部屋がクッションだらけだったりするのか。

俺はてっきり自殺防止かと思っていた。

 つーか、それならあんな過激な搾精すんなよ。

俺は怒鳴りかけたが、飲み込んだ。


「基本的には男女で変わらん。

確かに男だけ女だけ、ってのはいくらかあるけど。

そこは俺の頭の記憶抜いて調べられるか?

 医学は専門外だが、

諸事情により普通の人よりは詳しいぞ?」


 俺の夢のためにロボット工学だけでなく、

医学もかじった。

大学の医学部には知り合いもいて、

アドバイスも貰ったことがある。

 医者程じゃないが、

そこそこ詳しいと自負している。

バネロが頭を抱えて言う。


「記憶を抜いてしまうと戻せないぞ?」

「マジで?

ダビングとか、コピーとかできないの?」


 チップが手を挙げて言う。


「それはまだ無理だ。

研究されてはいるが、まだ実用的じゃない。

 追加でいえば、

お前の言う『二十世紀から二十一世紀の日本の学校』、

と言うのも資料もなにも残っていない。」


 ある程度想定していたが、

俺の頭の中、ヤバイな。

あの駄目神、本当に何者だ?


「分かった。

じゃぁ、俺の要求に追加だ。

 俺の要求を先に叶えてくれ。

んで、そっちの準備ができるまで、

ロボット作らせてくれ。

ロボットができたら収容所で暮らさせろ。

 クローンとか町の準備ができたら、

俺の記憶も全部お前らにやる。
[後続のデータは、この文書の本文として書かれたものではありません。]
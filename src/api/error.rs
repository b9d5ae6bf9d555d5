//! HTTP error mapping: every failure becomes a JSON `{error, message}` body
//! with the status the error class implies.

use axum::http::StatusCode;
use axum::response::{IntoResponse, Response};
use axum::Json;
use serde::Serialize;
use tracing::error;

use crate::domain::PharmaOpsError;

#[derive(Debug, Serialize)]
pub struct ErrorBody {
    pub error: &'static str,
    pub message: String,
}

pub struct ApiError {
    status: StatusCode,
    body: ErrorBody,
}

impl ApiError {
    pub fn new(status: StatusCode, error: &'static str, message: String) -> Self {
        Self {
            status,
            body: ErrorBody { error, message },
        }
    }

    pub fn bad_request(message: impl Into<String>) -> Self {
        Self::new(StatusCode::BAD_REQUEST, "validation", message.into())
    }

    pub fn not_found(message: impl Into<String>) -> Self {
        Self::new(StatusCode::NOT_FOUND, "not_found", message.into())
    }
}

impl From<PharmaOpsError> for ApiError {
    fn from(err: PharmaOpsError) -> Self {
        let (status, kind) = match &err {
            PharmaOpsError::Validation(_) | PharmaOpsError::Normalization(_) => {
                (StatusCode::BAD_REQUEST, "validation")
            }
            PharmaOpsError::Auth(_) => (StatusCode::UNAUTHORIZED, "auth"),
            PharmaOpsError::RateLimited { .. } => (StatusCode::TOO_MANY_REQUESTS, "rate_limited"),
            PharmaOpsError::UpstreamClient { .. }
            | PharmaOpsError::UpstreamProtocol { .. }
            | PharmaOpsError::Network(_)
            | PharmaOpsError::BrowserHarvest { .. } => (StatusCode::BAD_GATEWAY, "upstream"),
            PharmaOpsError::TaskNotFound(_) | PharmaOpsError::DrugNotFound(_) => {
                (StatusCode::NOT_FOUND, "not_found")
            }
            PharmaOpsError::Persistence(_) | PharmaOpsError::Database(_) => {
                (StatusCode::INTERNAL_SERVER_ERROR, "persistence")
            }
            _ => (StatusCode::INTERNAL_SERVER_ERROR, "internal"),
        };

        if status.is_server_error() {
            error!("request failed: {}", err);
        }

        Self::new(status, kind, err.to_string())
    }
}

impl IntoResponse for ApiError {
    fn into_response(self) -> Response {
        (self.status, Json(self.body)).into_response()
    }
}

pub type ApiResult<T> = std::result::Result<T, ApiError>;

#[cfg(test)]
mod tests {
    use super::*;

    #[test]
    fn test_status_mapping() {
        let cases = [
            (PharmaOpsError::validation("x"), StatusCode::BAD_REQUEST),
            (PharmaOpsError::auth("x"), StatusCode::UNAUTHORIZED),
            (
                PharmaOpsError::RateLimited { retry_after_secs: 5 },
                StatusCode::TOO_MANY_REQUESTS,
            ),
            (
                PharmaOpsError::UpstreamClient {
                    status: 500,
                    body_excerpt: String::new(),
                },
                StatusCode::BAD_GATEWAY,
            ),
            (PharmaOpsError::browser("x"), StatusCode::BAD_GATEWAY),
            (
                PharmaOpsError::TaskNotFound("t".to_string()),
                StatusCode::NOT_FOUND,
            ),
            (
                PharmaOpsError::persistence("x"),
                StatusCode::INTERNAL_SERVER_ERROR,
            ),
            (PharmaOpsError::Cancelled, StatusCode::INTERNAL_SERVER_ERROR),
        ];

        for (err, expected) in cases {
            let api_err = ApiError::from(err);
            assert_eq!(api_err.status, expected);
        }
    }
}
」

「それはもったいなさ過ぎる!」


 バネロが声を荒らげた。

今まで冷静だったのが嘘のようだ。

立ち上がって目を見開いて俺を見ている。

 俺を買ってくれているのだろうが、

仕方ない。

どうせ、嘘だし。


「じゃぁ、どーするのよ?

時間がないし、

欲しいものはここにあるんだぞ?」


 俺は俺の頭をつついて言う。


「記憶のダビング機能の研究は?!

資料ないか?!

クソッ!」


 バネロが懐からジッポライターのような端末を取り出して、

操作をし始めた。

バネロの周囲に無数の映像が浮かび上がる。

 SFだねぇ。

テンションが非常に上がる。

あの『境界』で亡くなった軍服からパクったあれ、

タブレット端末とか情報端末なのか。

 バネロは空中の映像を叩きまくっている。

記憶操作について調べてるのだろう。

ホテルに帰ったらパクったやつ触ってみよう。


「バネロがさっき言ったんだろ?

細かい話は後回しだ。

とりあえず、決議後に調べりゃいい。」

「……分かった。」


 バネロは渋々席に座る。

その後の採決はあっという間だった。

もちろん、採用だ。

俺は笑顔でバネロと握手する。


「最後まで付き合うから、よろしく。」


 俺がそう言う。

そうとも。

この国の最後まで、じっくり付き合うよ。